Some commentary on the individual stories, because I always want to see more of that in reviews of collections:
"In the Blink of God's Eye" - a young couple moves from Virginia to D.C. at the beginning of the 20th century, and begins to grow apart after she adopts a baby abandoned in their yard. I liked this one, though I felt it was a little padded out with the stories of secondary characters.
"Spanish in the Morning" - a young girl starts at Catholic school and skips ahead to first grade. The ending of this one baffled me.
She falls at her desk when standing up and thinking about how she's not happy about the treatment of a couple of other students, and then we rejoin her in bed at home with a wound in her hand and her family saying she doesn't have to return to that school. I couldn't tell whether she'd had a seizure or medical episode - which would make sense practically but not thematically and wouldn't explain the wound - or whether she spoke up and the teacher stabbed her in the hand, fitting in with a story an older relative told her earlier about a teacher who had a pitchfork like the Devil. Which would make sense thematically but is bizarre.
"Resurrecting Methuselah" - an American soldier in Korea is diagnosed with breast cancer, and his wife decides to leave him. In this one it was the motivations that confused me. We spend a lot of time with the wife, including a long sequence in Hawaii on the way to Korea in which she buys some candy she remembers from her childhood to find it completely different.
Then for some reason that was unclear to me, she immediately gives up on visiting her husband and flies home instead. My guess is that, having spent her adolescence as an invalid, she wasn't willing to have sickness in her house or around her daughter. But what does the candy have to do with it?

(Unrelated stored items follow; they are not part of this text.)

//! Graph-description documents: physical source loading (includes, line
//! continuation, comments) and the section/item structure with per-section
//! key vocabulary.

use std::fmt;
use std::path::{Path, PathBuf};

use thiserror::Error;

use crate::expr::EvaluationContext;

mod sections;
mod source;
#[cfg(test)]
mod tests;
mod vocabulary;

pub use source::MAX_INCLUDE_DEPTH;
pub use vocabulary::{
    CURVE_FLAGS, GRAPH_FLAGS, parse_assignment, parse_comma_list, parse_flags, parse_function_definition,
    parse_iterate_fields, parse_range, parse_style_definition,
};

/// Position of a logical line: the file it came from and the number of its
/// first physical line.
#[derive(Debug, Clone, PartialEq, Eq)]
pub struct Location {
    pub file: PathBuf,
    pub line: usize,
}

impl fmt::Display for Location {
    fn fmt(&self, f: &mut fmt::Formatter<'_>) -> fmt::Result {
        write!(f, "{}:{}", self.file.display(), self.line)
    }
}

#[derive(Debug, Clone, PartialEq, Eq, Error)]
#[error("{}:{line}: {message}", .file.display())]
pub struct DescriptionError {
    pub file: PathBuf,
    pub line: usize,
    pub message: String,
}

impl DescriptionError {
    pub fn at(location: &Location, message: impl Into<String>) -> Self {
        Self {
            file: location.file.clone(),
            line: location.line,
            message: message.into(),
        }
    }
}

#[derive(Debug, Clone, Copy, PartialEq, Eq)]
pub enum SectionKind {
    Global,
    Graph,
    Bench,
    Curve,
}

impl SectionKind {
    pub fn as_str(self) -> &'static str {
        match self {
            Self::Global => "global",
            Self::Graph => "graph",
            Self::Bench => "bench",
            Self::Curve => "curve",
        }
    }
}

#[derive(Debug, Clone, PartialEq, Eq)]
pub struct Item {
    pub key: String,
    pub value: String,
    pub location: Location,
}

#[derive(Debug, Clone, PartialEq, Eq)]
pub struct Section {
    pub kind: SectionKind,
    pub location: Location,
    pub items: Vec<Item>,
}

impl Section {
    pub fn item(&self, key: &str) -> Option<&Item> {
        self.items.iter().find(|item| item.key == key)
    }

    pub fn value(&self, key: &str) -> Option<&str> {
        self.item(key).map(|item| item.value.as_str())
    }

    pub fn values<'a>(&'a self, key: &'a str) -> impl Iterator<Item = &'a Item> + 'a {
        self.items.iter().filter(move |item| item.key == key)
    }
}

#[derive(Debug, Clone, Default, PartialEq, Eq)]
pub struct Document {
    pub sections: Vec<Section>,
}

/// Loads and parses a description file. Include paths may reference
/// environment variables visible through `ctx`.
pub fn parse_file(path: &Path, ctx: &EvaluationContext) -> Result<Document, DescriptionError> {
    let lines = source::load_file(path, ctx)?;
    sections::parse_lines(&lines)
}

/// Parses in-memory description text. `origin` names the text in error
/// messages and anchors relative include paths.
pub fn parse_str(text: &str, origin: &Path, ctx: &EvaluationContext) -> Result<Document, DescriptionError> {
    let lines = source::load_text(text, origin, ctx)?;
    sections::parse_lines(&lines)
}
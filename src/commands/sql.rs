use std::io::{self, Write};

use anyhow::{Context, Result};

use super::open_store;
use crate::cli::SqlArgs;

pub fn run(args: SqlArgs) -> Result<()> {
    let store = open_store(&args.store)?;
    let result = store
        .query_raw(&args.statement)
        .with_context(|| format!("failed to run statement: {}", args.statement))?;

    if result.columns.is_empty() {
        return Ok(());
    }

    let mut output = io::BufWriter::new(io::stdout().lock());
    writeln!(output, "{}", result.columns.join(&args.separator))?;
    for row in &result.rows {
        let cells: Vec<String> = row.iter().map(ToString::to_string).collect();
        writeln!(output, "{}", cells.join(&args.separator))?;
    }
    output.flush()?;
    Ok(())
}
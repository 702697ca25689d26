use std::io::{self, Write};

use anyhow::{Context, Result};
use tracing::info;

use super::open_store;
use crate::cli::{BenchArgs, BenchCommand};

pub fn run(args: BenchArgs) -> Result<()> {
    let mut store = open_store(&args.store)?;

    match args.command {
        BenchCommand::Create { name, description } => {
            let bench = store
                .create_benchmark(&name, description.as_deref())
                .with_context(|| format!("failed to create benchmark {name}"))?;
            info!(bench = %bench.name, table = %bench.view_table(), "created benchmark");
        }
        BenchCommand::Rename { old, new } => {
            let bench = store
                .rename_benchmark(&old, &new)
                .with_context(|| format!("failed to rename benchmark {old}"))?;
            info!(from = %old, to = %bench.name, "renamed benchmark");
        }
        BenchCommand::Remove { name } => {
            store
                .remove_benchmark(&name)
                .with_context(|| format!("failed to remove benchmark {name}"))?;
            info!(bench = %name, "removed benchmark");
        }
        BenchCommand::SetDescription { name, description } => {
            store
                .set_description(&name, description.as_deref())
                .with_context(|| format!("failed to update benchmark {name}"))?;
            info!(bench = %name, cleared = description.is_none(), "updated benchmark description");
        }
        BenchCommand::List => {
            let mut output = io::BufWriter::new(io::stdout().lock());
            for bench in store.list_benchmarks()? {
                let summary = store.describe_benchmark(&bench.name)?;
                writeln!(
                    output,
                    "{}\tfields={}\texperiments={}\toutliers={}\t{}",
                    bench.name,
                    summary.fields.len(),
                    summary.experiments,
                    summary.outliers,
                    bench.description.unwrap_or_default()
                )?;
            }
            output.flush()?;
        }
        BenchCommand::Describe { name, json } => {
            let summary = store
                .describe_benchmark(&name)
                .with_context(|| format!("failed to describe benchmark {name}"))?;
            let mut output = io::BufWriter::new(io::stdout().lock());
            if json {
                serde_json::to_writer_pretty(&mut output, &summary)
                    .context("failed to serialize benchmark description")?;
                writeln!(output)?;
            } else {
                writeln!(output, "Benchmark: {}", summary.benchmark.name)?;
                if let Some(description) = &summary.benchmark.description {
                    writeln!(output, "Description: {description}")?;
                }
                writeln!(output, "Table: {}", summary.view_table)?;
                writeln!(
                    output,
                    "Experiments: {} ({} outliers)",
                    summary.experiments, summary.outliers
                )?;
                for field in &summary.fields {
                    writeln!(
                        output,
                        "  field {}\t{}\t{}{}",
                        field.name,
                        field.column(),
                        if field.numeric { "numeric" } else { "text" },
                        if field.key { "\tkey" } else { "" }
                    )?;
                }
                for index in &summary.indices {
                    writeln!(output, "  index {}\t{}", index.name, index.fields.join(", "))?;
                }
            }
            output.flush()?;
        }
    }

    Ok(())
}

"Old Boys, Old Girls" - a young man is imprisoned for the second of two murders he's committed, does his time, and once on the outside, has to figure out how his family and an old lover fit into his life. I liked this one, which is interesting and doesn't have room for random subplots.
"All Aunt Hagar's Children" - a Korean war vet wants to head out to Alaska to pan for gold, but the older women of his family ask him to look into the murder of one of their sons instead, and he does. This was interesting but the end unconvincing.
He sees the murdered man's wife strike a powerful pose and concludes that she was the murderer, although there are plenty of other suspects.
And this one too grew weeds: it spends a lot of time on a stranger who died in front of the narrator getting off a streetcar, which does nothing in the story other than to haunt him, and I didn't believe for a minute that he somehow memorized her last words when they were full sentences in a language he didn't speak. Strings of unfamiliar words are unmemorable gibberish to me, and I'm good at foreign languages.
At any rate, I'm certainly not denying that there's merit here, but this wasn't the right time for this book, so it's heading back to the library.